Die Mannen aus dem Westen Großbritanniens liefen gegen Russland in fast üblicher Besetzung auf, bei der sich vieles um das Dreieck aus Bale, Ramsey und Allen in einem überaus kollektiven Rahmen dreht. Einzig Vokes kam im Vergleich zum Spiel gegen England für Robson-Kanu in die Mannschaft und übernahm auch nahezu dieselbe Rolle.

Bei der Sbornaja änderte sich im Gegensatz dazu etwas mehr. Der alteingesessene Shirokov ersetzte Shatov auf der Zehnerposition, Kombarov übernahm Schennikovs Posten als Linksverteidiger. Die Doppelsechs wurde darüber hinaus komplett ausgetauscht. Mit Mamaev und Glushakov kamen zwei Spieler herein, die optimalerweise eher auf der Achterposition zu Hause sind. Dafür musste der junge Golovin ebenso weichen wie der ewige SV-Hipstar Roman Neustädter. Gerade das Fehlen der subtilen Fähigkeiten von letzterem sollte sich bemerkbar machen.

Grundformationen

Die Aufstellungen beider Teams.

Wales being Wales

Wales zeigte von Beginn weg einmal mehr, was es unter Chris Coleman auszeichnet: Flexibilität. Das Team orientiert sich weder an starren Anordnungen noch an klaren Zuteilungen, sondern passt sich kollektiv der auftretenden Situation an.

Dabei wechseln sie gegen den Ball geschickt zwischen Phasen höheren Attackierens und einer sehr tiefen Positionierung am eigenen Strafraum. Je nach Situation können einzelne Spieler mannorientiert zugestellt oder bewusst freigelassen werden. Die letztliche Staffelung wird dabei oft maßgeblich davon bestimmt, was die nominellen Star-Spieler, vor allem Ramsey, machen. Steht er höher, gibt es oftmals ein 5-2-3 zu sehen, geht er tiefer, so ist es ein 5-3-2. Dabei wechselt er jeweils auch zwischen der linken und rechten Seite, wobei letztere am ehesten seinen Grundbereich darstellt.

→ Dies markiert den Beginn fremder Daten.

use reqwest::{Method, StatusCode};
use runway_api::{ServiceClient, ServiceKind};
use runway_types::{AccountId, UserId};
use serde_json::Value;
use tracing::debug;

use super::{call, encode_segment, exchange, unbuildable};
use crate::collaborators::{ClusterRequest, ClusterStatus, Provisioner};
use crate::error::RemoteError;

const SERVICE: ServiceKind = ServiceKind::Provisioning;

/// [`Provisioner`] over HTTP. Launch and shutdown are sent as form fields.
#[derive(Debug, Clone)]
pub struct HttpProvisioner {
    client: ServiceClient,
}

impl HttpProvisioner {
    pub fn new(client: ServiceClient) -> Self {
        Self { client }
    }

    fn request(&self, method: Method, path: &str) -> Result<reqwest::RequestBuilder, RemoteError> {
        self.client.request(SERVICE, method, path).map_err(|error| unbuildable(SERVICE, error))
    }
}

#[async_trait::async_trait]
impl Provisioner for HttpProvisioner {
    /// `409 Conflict` means the name is taken for the account.
    async fn create_cluster(&self, request: &ClusterRequest) -> Result<bool, RemoteError> {
        let form = [
            ("account", request.account.to_string()),
            ("user", request.user.to_string()),
            ("workers", request.workers.to_string()),
            ("clusterName", request.name.clone()),
        ];
        let builder = self
            .request(Method::POST, "/launch/cluster")?
            .header("Idempotency-Key", &request.idempotency_key)
            .form(&form);
        let (status, text) = exchange(SERVICE, builder).await?;
        match StatusCode::from_u16(status) {
            Ok(code) if code.is_success() => Ok(true),
            Ok(StatusCode::CONFLICT) => {
                debug!(cluster = %request.name, "cluster name already taken");
                Ok(false)
            }
            _ => Err(RemoteError::status(status, text)),
        }
    }

    async fn is_alive(&self, account: AccountId, user: UserId, name: &str) -> Result<ClusterStatus, RemoteError> {
        let builder = self
            .request(Method::GET, &format!("/cluster/{}", encode_segment(name)))?
            .query(&[("account", account.to_string()), ("user", user.to_string())]);
        let detail = call(SERVICE, builder).await?;
        let Some(alive) = detail.pointer("/cluster/alive").and_then(Value::as_bool) else {
            return Err(RemoteError::status(200, detail.to_string()));
        };
        Ok(ClusterStatus { alive, detail })
    }

    async fn request_shutdown(&self, account: AccountId, user: UserId, name: &str) -> Result<(), RemoteError> {
        let form = [("account", account.to_string()), ("user", user.to_string())];
        let builder = self
            .request(Method::POST, &format!("/cluster/{}/shutdown", encode_segment(name)))?
            .form(&form);
        call(SERVICE, builder).await.map(|_| ())
    }
}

Auch Gareth Bale hat hier gewissen Einfluss. In einer der ersten Szenen des Spiels blieb er beispielsweise etwas tiefer auf halbrechts und es entstand eine Art 5-3-2 mit asymmetrischen Achtern. Bei Zurückfallen auf einen der Flügel ergab sich darüber hinaus insbesondere in tieferen Zonen das typische 5-4-1. Durch Vorrücken von Allen oder vereinzelt auch Ledley konnte es wiederum zu 5-2-1-2- oder 5-2-2-1-Staffelungen kommen. Gegen Russland orientierten sich darüber hinaus die Flügelverteidiger recht klar an den russischen Außenverteidigern und rückten immer wieder auf diese heraus, was verschobene Viererketten oder vereinzelt auch mal Dreierketten erzeugte.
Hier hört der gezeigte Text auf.